→ Records to use:
────────────────────
use std::collections::BTreeSet;

use async_trait::async_trait;
use chrono::NaiveDate;
use coachdesk_core::{
    availability,
    calendar::MonthKey,
    errors::BookingResult,
    models::{
        booking::{Consultation, CreatedBooking, CreatedRecord, TimeSlot},
        client::ClientProfile,
        contact::{ContactSubmission, Testimonial},
    },
    service::SchedulingService,
};
use coachdesk_store::{
    BookingSchema, SharedStore, Tables,
    repositories::{clients, contacts, reservations, testimonials},
};
use tracing::debug;

/// The record store plus the table layout it is read and written with.
///
/// Built once at startup; cloning shares the same store client.
#[derive(Clone)]
pub struct BookingService {
    store: SharedStore,
    tables: Tables,
    schema: BookingSchema,
}

impl BookingService {
    pub fn new(store: SharedStore, tables: Tables, schema: BookingSchema) -> Self {
        Self {
            store,
            tables,
            schema,
        }
    }

    pub fn backend_name(&self) -> &'static str {
        self.store.backend_name()
    }

    pub async fn testimonials(&self, limit: usize, offset: usize) -> BookingResult<Vec<Testimonial>> {
        testimonials::list_testimonials(self.store.as_ref(), &self.tables, limit, offset).await
    }

    pub async fn submit_contact(&self, submission: &ContactSubmission) -> BookingResult<CreatedRecord> {
        contacts::create_contact_submission(self.store.as_ref(), &self.tables, submission).await
    }
}

#[async_trait]
impl SchedulingService for BookingService {
    async fn available_slots(&self, date: NaiveDate) -> BookingResult<Vec<TimeSlot>> {
        let booked = reservations::list_booked_slots(self.store.as_ref(), &self.tables).await?;
        let slots = availability::resolve_slots(date, &booked);

        debug!(
            %date,
            taken = slots.iter().filter(|s| !s.available).count(),
            "Resolved availability"
        );
        Ok(slots)
    }

    async fn fully_booked_dates(&self, year: i32, month: u32) -> BookingResult<BTreeSet<NaiveDate>> {
        let month = MonthKey::new(year, month)?;
        let booked = reservations::list_booked_slots(self.store.as_ref(), &self.tables).await?;
        let dates = availability::fully_booked(month, &booked);

        debug!(%month, count = dates.len(), "Resolved fully booked dates");
        Ok(dates)
    }

    async fn create_reservation(&self, consultation: &Consultation) -> BookingResult<CreatedBooking> {
        reservations::create_reservation(self.store.as_ref(), &self.tables, self.schema, consultation)
            .await
    }

    async fn create_client(&self, profile: &ClientProfile) -> BookingResult<CreatedRecord> {
        clients::create_client(self.store.as_ref(), &self.tables, profile).await
    }
}
use std::{future::Future, time::Duration};

use coachdesk_core::errors::BookingResult;
use tracing::{debug, warn};

/// Fixed-delay retry for calls that may hit a transient store failure.
///
/// Only errors reporting [`is_retryable`](coachdesk_core::errors::BookingError::is_retryable)
/// are repeated; anything else is returned on the first attempt.
#[derive(Debug, Clone, Copy, PartialEq, Eq)]
pub struct RetryPolicy {
    pub max_retries: u32,
    pub delay: Duration,
}

impl Default for RetryPolicy {
    fn default() -> Self {
        Self {
            max_retries: 2,
            delay: Duration::from_secs(1),
        }
    }
}

impl RetryPolicy {
    pub fn new(max_retries: u32, delay: Duration) -> Self {
        Self { max_retries, delay }
    }

    /// No waiting between attempts.
    pub fn immediate(max_retries: u32) -> Self {
        Self::new(max_retries, Duration::ZERO)
    }

    pub fn max_attempts(&self) -> u32 {
        self.max_retries.saturating_add(1)
    }

    pub async fn run<T, F, Fut>(&self, operation: &str, mut call: F) -> BookingResult<T>
    where
        F: FnMut() -> Fut,
        Fut: Future<Output = BookingResult<T>>,
    {
        let mut attempt = 1;
        loop {
            match call().await {
                Ok(value) => {
                    if attempt > 1 {
                        debug!(operation, attempt, "Succeeded after retry");
                    }
                    return Ok(value);
                }
                Err(err) if err.is_retryable() && attempt < self.max_attempts() => {
                    warn!(operation, attempt, "Retrying after failure: {}", err);
                    attempt += 1;
                    if !self.delay.is_zero() {
                        tokio::time::sleep(self.delay).await;
                    }
                }
                Err(err) => return Err(err),
            }
        }
    }
}
//! # CoachDesk API
//!
//! Web server for the consultation booking flow of a financial-coaching
//! practice. Reservations, client profiles, contact messages and
//! testimonials live in a table-oriented record store (Airtable in
//! production, an in-process store for local runs).
//!
//! ## Architecture
//!
//! - **Routes**: URL structure of the public API
//! - **Handlers**: request parsing and validation, response shaping
//! - **Service**: [`service::BookingService`], the resolvers and writers over the record store
//! - **Middleware**: error mapping
//! - **Config**: environment configuration

/// Configuration module for API settings
pub mod config;
/// Request handlers
pub mod handlers;
/// Error mapping shared by all handlers
pub mod middleware;
/// Route definitions and API endpoint structure
pub mod routes;
/// Booking resolvers and writers bound to a record store
pub mod service;

use std::{sync::Arc, time::Duration};

use axum::{
    Router,
    http::{HeaderValue, Method, header},
};
use coachdesk_store::SharedStore;
use eyre::{Result, WrapErr};
use tokio::net::TcpListener;
use tower::ServiceBuilder;
use tower_http::{cors::CorsLayer, timeout::TimeoutLayer, trace::TraceLayer};
use tracing::{Level, info};
use tracing_subscriber::FmtSubscriber;

use crate::{config::ApiConfig, service::BookingService};

/// Shared application state handed to every handler.
pub struct ApiState {
    pub service: BookingService,
}

impl ApiState {
    pub fn new(service: BookingService) -> Arc<Self> {
        Arc::new(Self { service })
    }
}

/// Installs the global `tracing` subscriber.
pub fn init_tracing(level: Level) -> Result<()> {
    let subscriber = FmtSubscriber::builder().with_max_level(level).finish();
    tracing::subscriber::set_global_default(subscriber)
        .wrap_err("Failed to install tracing subscriber")?;
    Ok(())
}

/// All routes with request tracing, without CORS or timeouts.
pub fn router(state: Arc<ApiState>) -> Router {
    Router::new()
        // Health check endpoints
        .merge(routes::health::routes())
        // Calendar reads
        .merge(routes::availability::routes())
        // Reservation and intake writes
        .merge(routes::bookings::routes())
        .merge(routes::clients::routes())
        // Marketing site endpoints
        .merge(routes::contact::routes())
        .merge(routes::testimonials::routes())
        .with_state(state)
        .layer(TraceLayer::new_for_http())
}

fn cors_layer(origins: &[String]) -> Result<CorsLayer> {
    let origins = origins
        .iter()
        .map(|origin| {
            origin
                .parse::<HeaderValue>()
                .wrap_err_with(|| format!("Invalid CORS origin: {}", origin))
        })
        .collect::<Result<Vec<_>>>()?;

    Ok(CorsLayer::new()
        .allow_methods([Method::GET, Method::POST, Method::OPTIONS])
        .allow_headers([header::CONTENT_TYPE, header::ACCEPT])
        .allow_origin(origins))
}

/// The full application: routes, CORS when origins are configured, and the
/// request timeout.
pub fn build_app(state: Arc<ApiState>, config: &ApiConfig) -> Result<Router> {
    let app = router(state);

    let app = match &config.cors_origins {
        Some(origins) => app.layer(cors_layer(origins)?),
        None => app,
    };

    Ok(app.layer(
        ServiceBuilder::new().layer(TimeoutLayer::new(Duration::from_secs(config.request_timeout))),
    ))
}

/// Starts the API server on `config.server_addr()`.
///
/// The store is built once by the caller and shared by every request.
pub async fn start_server(config: ApiConfig, store: SharedStore) -> Result<()> {
    let service = BookingService::new(store, config.tables.clone(), config.booking_schema);
    let app = build_app(ApiState::new(service), &config)?;

    let addr = config.server_addr();
    let listener = TcpListener::bind(&addr)
        .await
        .wrap_err_with(|| format!("Failed to bind {}", addr))?;
    info!("Server listening on http://{}", addr);
    axum::serve(listener, app).await?;

    Ok(())
}

#[path = "handlers/availability_test.rs"]
mod availability_test;
#[path = "handlers/bookings_test.rs"]
mod bookings_test;
#[path = "handlers/clients_test.rs"]
mod clients_test;
#[path = "handlers/contact_test.rs"]
mod contact_test;
#[path = "handlers/middleware_test.rs"]
mod middleware_test;
#[path = "handlers/testimonials_test.rs"]
mod testimonials_test;
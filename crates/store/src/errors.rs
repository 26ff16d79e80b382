use coachdesk_core::errors::BookingError;
use thiserror::Error;

#[derive(Error, Debug)]
pub enum StoreError {
    /// Network failure, rate limiting or a 5xx from the store.
    #[error("Transient store failure: {0}")]
    Transient(String),

    #[error("Store rejected the request ({status}): {message}")]
    Rejected { status: u16, message: String },

    #[error("Unexpected store response: {0}")]
    Decode(String),

    #[error("Record store is not configured: {0}")]
    NotConfigured(String),
}

impl StoreError {
    pub fn is_transient(&self) -> bool {
        matches!(self, StoreError::Transient(_))
    }
}

impl From<StoreError> for BookingError {
    fn from(err: StoreError) -> Self {
        match err {
            StoreError::Transient(message) => BookingError::Unavailable(message),
            StoreError::NotConfigured(message) => BookingError::Configuration(message),
            other => BookingError::Database(eyre::Report::new(other)),
        }
    }
}
use std::collections::BTreeSet;

use chrono::{NaiveDate, NaiveTime};
use coachdesk_core::models::{
    booking::{BookingType, Consultation, CreateBookingRequest, CreatedBooking, TimeSlot},
    client::{ClientProfile, DebtType, PreferredContactMethod, ReasonForVisit},
    contact::{ContactSubmission, Testimonial},
};
use pretty_assertions::assert_eq;
use serde_json::{from_str, json, to_value};
use serde_test::{Token, assert_tokens};

fn time(h: u32, m: u32) -> NaiveTime {
    NaiveTime::from_hms_opt(h, m, 0).unwrap()
}

#[test]
fn test_time_slot_tokens() {
    let slot = TimeSlot {
        start: time(9, 0),
        end: time(10, 0),
        available: false,
    };

    assert_tokens(
        &slot,
        &[
            Token::Struct {
                name: "TimeSlot",
                len: 3,
            },
            Token::Str("start"),
            Token::Str("09:00"),
            Token::Str("end"),
            Token::Str("10:00"),
            Token::Str("available"),
            Token::Bool(false),
            Token::StructEnd,
        ],
    );
}

#[test]
fn test_time_slot_rejects_seconds() {
    let result = from_str::<TimeSlot>(r#"{"start":"09:00:00","end":"10:00","available":true}"#);
    assert!(result.is_err());
}

#[test]
fn test_booking_type_wire_names() {
    assert_eq!(to_value(BookingType::Free).unwrap(), json!("Free Consultation"));
    assert_eq!(to_value(BookingType::Paid).unwrap(), json!("Paid Consultation"));
    assert_eq!(BookingType::default(), BookingType::Free);
}

#[test]
fn test_consultation_serializes_camel_case() {
    let consultation = Consultation {
        first_name: "Ada".into(),
        last_name: "Lovelace".into(),
        email: "ada@example.com".into(),
        booking_type: BookingType::Free,
        date_booked: NaiveDate::from_ymd_opt(2025, 11, 21).unwrap(),
        time_slot_start: time(9, 0),
        time_slot_end: time(10, 0),
        user_timezone: Some("America/Chicago".into()),
        user_local_time: None,
    };

    assert_eq!(
        to_value(&consultation).unwrap(),
        json!({
            "firstName": "Ada",
            "lastName": "Lovelace",
            "email": "ada@example.com",
            "bookingType": "Free Consultation",
            "dateBooked": "2025-11-21",
            "timeSlotStart": "09:00",
            "timeSlotEnd": "10:00",
            "userTimezone": "America/Chicago"
        })
    );
}

#[test]
fn test_consultation_is_accepted_as_booking_request() {
    let consultation = Consultation {
        first_name: "Ada".into(),
        last_name: "Lovelace".into(),
        email: "ada@example.com".into(),
        booking_type: BookingType::Paid,
        date_booked: NaiveDate::from_ymd_opt(2025, 11, 21).unwrap(),
        time_slot_start: time(13, 0),
        time_slot_end: time(14, 0),
        user_timezone: None,
        user_local_time: Some("10:00 AM - 11:00 AM".into()),
    };

    let json = serde_json::to_string(&consultation).unwrap();
    let request: CreateBookingRequest = from_str(&json).unwrap();

    assert_eq!(request.validate().unwrap(), consultation);
}

#[test]
fn test_booking_request_missing_fields_default_to_empty() {
    let request: CreateBookingRequest = from_str(r#"{"firstName":"Ada"}"#).unwrap();

    assert_eq!(request.first_name, "Ada");
    assert!(request.email.is_empty());
    assert!(request.booking_type.is_none());
}

#[test]
fn test_created_booking_omits_missing_instant() {
    let created = CreatedBooking {
        id: "rec123".into(),
        success: true,
        date_and_time: None,
    };

    assert_eq!(to_value(&created).unwrap(), json!({"id": "rec123", "success": true}));
}

#[test]
fn test_client_profile_deserialization() {
    let profile: ClientProfile = from_str(
        r#"{
            "firstName": "Grace",
            "lastName": "Hopper",
            "email": "grace@example.com",
            "reasonForVisit": "Debt Management",
            "currentDebtType": ["Student Loans", "Credit Cards", "Student Loans"],
            "preferredContactMethod": "Text",
            "relationship": "in a relationship",
            "ageRange": "65+",
            "consent": true
        }"#,
    )
    .unwrap();

    assert_eq!(profile.reason_for_visit, ReasonForVisit::DebtManagement);
    assert_eq!(
        profile.current_debt_type,
        BTreeSet::from([DebtType::CreditCards, DebtType::StudentLoans])
    );
    assert_eq!(profile.preferred_contact_method, Some(PreferredContactMethod::Text));
    assert!(profile.preferred_contact_method.unwrap().needs_phone());
    assert!(profile.attachments.is_empty());
}

#[test]
fn test_contact_submission_pascal_case() {
    let submission: ContactSubmission =
        from_str(r#"{"Name":"Ada","Email":"ada@example.com","Message":"Hello"}"#).unwrap();

    assert_eq!(submission.name, "Ada");
    assert_eq!(submission.message.as_deref(), Some("Hello"));
    assert_eq!(
        to_value(&submission).unwrap(),
        json!({"Name": "Ada", "Email": "ada@example.com", "Message": "Hello"})
    );
}

#[test]
fn test_testimonial_serialization() {
    let testimonial = Testimonial {
        id: "rec1".into(),
        name: "Sam".into(),
        notes: "Life changing".into(),
        date_created: "2025-01-02".into(),
    };

    assert_eq!(
        to_value(&testimonial).unwrap(),
        json!({"id": "rec1", "name": "Sam", "notes": "Life changing", "dateCreated": "2025-01-02"})
    );
}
────────────────────
Return each line from the entries above that includes "NaiveDate".

use chrono::NaiveDate;
    async fn available_slots(&self, date: NaiveDate) -> BookingResult<Vec<TimeSlot>> {
    async fn fully_booked_dates(&self, year: i32, month: u32) -> BookingResult<BTreeSet<NaiveDate>> {
use chrono::{NaiveDate, NaiveTime};
        date_booked: NaiveDate::from_ymd_opt(2025, 11, 21).unwrap(),
        date_booked: NaiveDate::from_ymd_opt(2025, 11, 21).unwrap(),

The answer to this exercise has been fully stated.